#### EXERCISE DIRECTIONS:
For the records below, tally the lines that include the word "Mutex" and report the number alone.

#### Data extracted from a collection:
BEGIN
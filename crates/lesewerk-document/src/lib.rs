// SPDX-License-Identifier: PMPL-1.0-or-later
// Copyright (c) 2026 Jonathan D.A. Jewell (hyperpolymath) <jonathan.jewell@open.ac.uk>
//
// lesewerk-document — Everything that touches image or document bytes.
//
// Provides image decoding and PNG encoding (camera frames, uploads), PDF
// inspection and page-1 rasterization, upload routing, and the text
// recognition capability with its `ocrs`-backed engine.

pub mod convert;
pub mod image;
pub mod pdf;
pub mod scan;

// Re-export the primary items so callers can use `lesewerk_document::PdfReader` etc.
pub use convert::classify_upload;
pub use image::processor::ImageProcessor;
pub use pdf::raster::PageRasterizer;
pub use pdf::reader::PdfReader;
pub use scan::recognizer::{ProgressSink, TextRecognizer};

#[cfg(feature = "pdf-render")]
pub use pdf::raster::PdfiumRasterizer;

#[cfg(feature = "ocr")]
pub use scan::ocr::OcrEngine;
END
BEGIN
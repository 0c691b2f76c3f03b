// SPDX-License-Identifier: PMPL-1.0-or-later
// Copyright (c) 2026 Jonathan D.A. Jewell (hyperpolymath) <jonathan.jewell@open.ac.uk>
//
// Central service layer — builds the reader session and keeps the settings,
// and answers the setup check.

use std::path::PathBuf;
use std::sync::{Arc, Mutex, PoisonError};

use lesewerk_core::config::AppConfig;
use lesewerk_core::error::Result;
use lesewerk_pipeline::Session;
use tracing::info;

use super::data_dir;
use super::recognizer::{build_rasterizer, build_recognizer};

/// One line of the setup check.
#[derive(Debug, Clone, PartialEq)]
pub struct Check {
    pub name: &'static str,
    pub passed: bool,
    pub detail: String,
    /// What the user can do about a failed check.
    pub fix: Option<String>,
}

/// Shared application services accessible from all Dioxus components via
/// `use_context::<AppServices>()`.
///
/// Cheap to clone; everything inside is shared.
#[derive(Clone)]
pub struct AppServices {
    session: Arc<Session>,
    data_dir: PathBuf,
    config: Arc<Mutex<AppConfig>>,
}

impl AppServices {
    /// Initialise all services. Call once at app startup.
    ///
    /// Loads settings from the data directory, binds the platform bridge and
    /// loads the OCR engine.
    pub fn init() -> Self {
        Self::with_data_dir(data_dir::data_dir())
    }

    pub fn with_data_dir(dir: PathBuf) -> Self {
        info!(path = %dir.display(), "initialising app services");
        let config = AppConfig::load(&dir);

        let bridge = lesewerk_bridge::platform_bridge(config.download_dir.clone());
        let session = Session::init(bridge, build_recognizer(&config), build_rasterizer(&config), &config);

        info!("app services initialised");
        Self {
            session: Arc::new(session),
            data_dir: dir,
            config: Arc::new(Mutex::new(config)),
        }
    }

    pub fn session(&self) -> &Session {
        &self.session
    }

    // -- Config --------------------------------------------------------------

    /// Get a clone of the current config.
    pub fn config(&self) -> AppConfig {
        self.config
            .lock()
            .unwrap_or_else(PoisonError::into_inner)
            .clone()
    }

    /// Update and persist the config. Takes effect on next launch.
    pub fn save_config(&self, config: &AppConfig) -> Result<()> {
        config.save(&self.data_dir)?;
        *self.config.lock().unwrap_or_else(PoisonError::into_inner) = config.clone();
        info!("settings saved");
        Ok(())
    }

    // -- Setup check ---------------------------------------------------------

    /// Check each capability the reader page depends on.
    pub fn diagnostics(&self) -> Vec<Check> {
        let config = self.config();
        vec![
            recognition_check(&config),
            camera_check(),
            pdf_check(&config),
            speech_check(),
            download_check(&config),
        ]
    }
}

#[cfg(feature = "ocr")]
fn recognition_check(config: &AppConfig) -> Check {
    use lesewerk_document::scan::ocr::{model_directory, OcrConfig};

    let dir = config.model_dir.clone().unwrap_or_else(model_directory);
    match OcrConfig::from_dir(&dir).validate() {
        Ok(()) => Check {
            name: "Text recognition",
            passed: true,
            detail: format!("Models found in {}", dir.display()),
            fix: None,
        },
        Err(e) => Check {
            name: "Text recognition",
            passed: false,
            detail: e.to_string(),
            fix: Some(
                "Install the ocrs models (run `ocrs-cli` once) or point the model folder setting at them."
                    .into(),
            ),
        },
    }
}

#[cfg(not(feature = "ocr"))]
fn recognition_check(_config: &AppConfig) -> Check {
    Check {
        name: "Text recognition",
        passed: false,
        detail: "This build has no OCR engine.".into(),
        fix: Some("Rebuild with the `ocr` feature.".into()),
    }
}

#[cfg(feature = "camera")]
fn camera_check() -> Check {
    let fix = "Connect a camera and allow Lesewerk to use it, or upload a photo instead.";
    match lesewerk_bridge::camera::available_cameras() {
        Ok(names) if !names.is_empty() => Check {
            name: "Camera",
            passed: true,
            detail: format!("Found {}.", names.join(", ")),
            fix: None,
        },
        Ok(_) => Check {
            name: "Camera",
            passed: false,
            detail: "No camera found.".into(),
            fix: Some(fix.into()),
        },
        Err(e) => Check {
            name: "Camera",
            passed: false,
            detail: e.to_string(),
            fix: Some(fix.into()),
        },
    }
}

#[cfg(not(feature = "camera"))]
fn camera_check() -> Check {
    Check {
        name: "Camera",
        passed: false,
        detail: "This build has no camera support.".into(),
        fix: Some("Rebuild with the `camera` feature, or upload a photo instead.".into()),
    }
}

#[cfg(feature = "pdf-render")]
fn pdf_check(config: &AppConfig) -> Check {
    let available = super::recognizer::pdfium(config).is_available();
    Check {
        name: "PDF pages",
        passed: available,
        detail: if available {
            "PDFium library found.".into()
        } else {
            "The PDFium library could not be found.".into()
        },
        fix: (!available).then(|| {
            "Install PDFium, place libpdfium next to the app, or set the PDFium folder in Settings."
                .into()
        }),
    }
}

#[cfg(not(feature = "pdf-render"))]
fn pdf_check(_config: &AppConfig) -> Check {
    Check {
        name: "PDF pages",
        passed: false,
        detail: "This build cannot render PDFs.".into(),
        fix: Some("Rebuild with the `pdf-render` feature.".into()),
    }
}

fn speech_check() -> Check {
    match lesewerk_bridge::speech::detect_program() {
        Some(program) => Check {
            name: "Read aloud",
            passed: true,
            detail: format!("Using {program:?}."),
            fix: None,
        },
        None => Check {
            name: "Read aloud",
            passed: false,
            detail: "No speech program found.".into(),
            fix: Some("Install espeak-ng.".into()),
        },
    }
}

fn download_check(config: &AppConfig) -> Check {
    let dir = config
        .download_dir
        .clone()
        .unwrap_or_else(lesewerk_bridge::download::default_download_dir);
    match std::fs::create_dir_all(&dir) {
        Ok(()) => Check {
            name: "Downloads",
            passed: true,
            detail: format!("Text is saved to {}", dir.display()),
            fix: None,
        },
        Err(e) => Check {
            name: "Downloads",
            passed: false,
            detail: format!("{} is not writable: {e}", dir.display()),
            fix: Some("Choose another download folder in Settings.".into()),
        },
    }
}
END
#### ANSWER:
3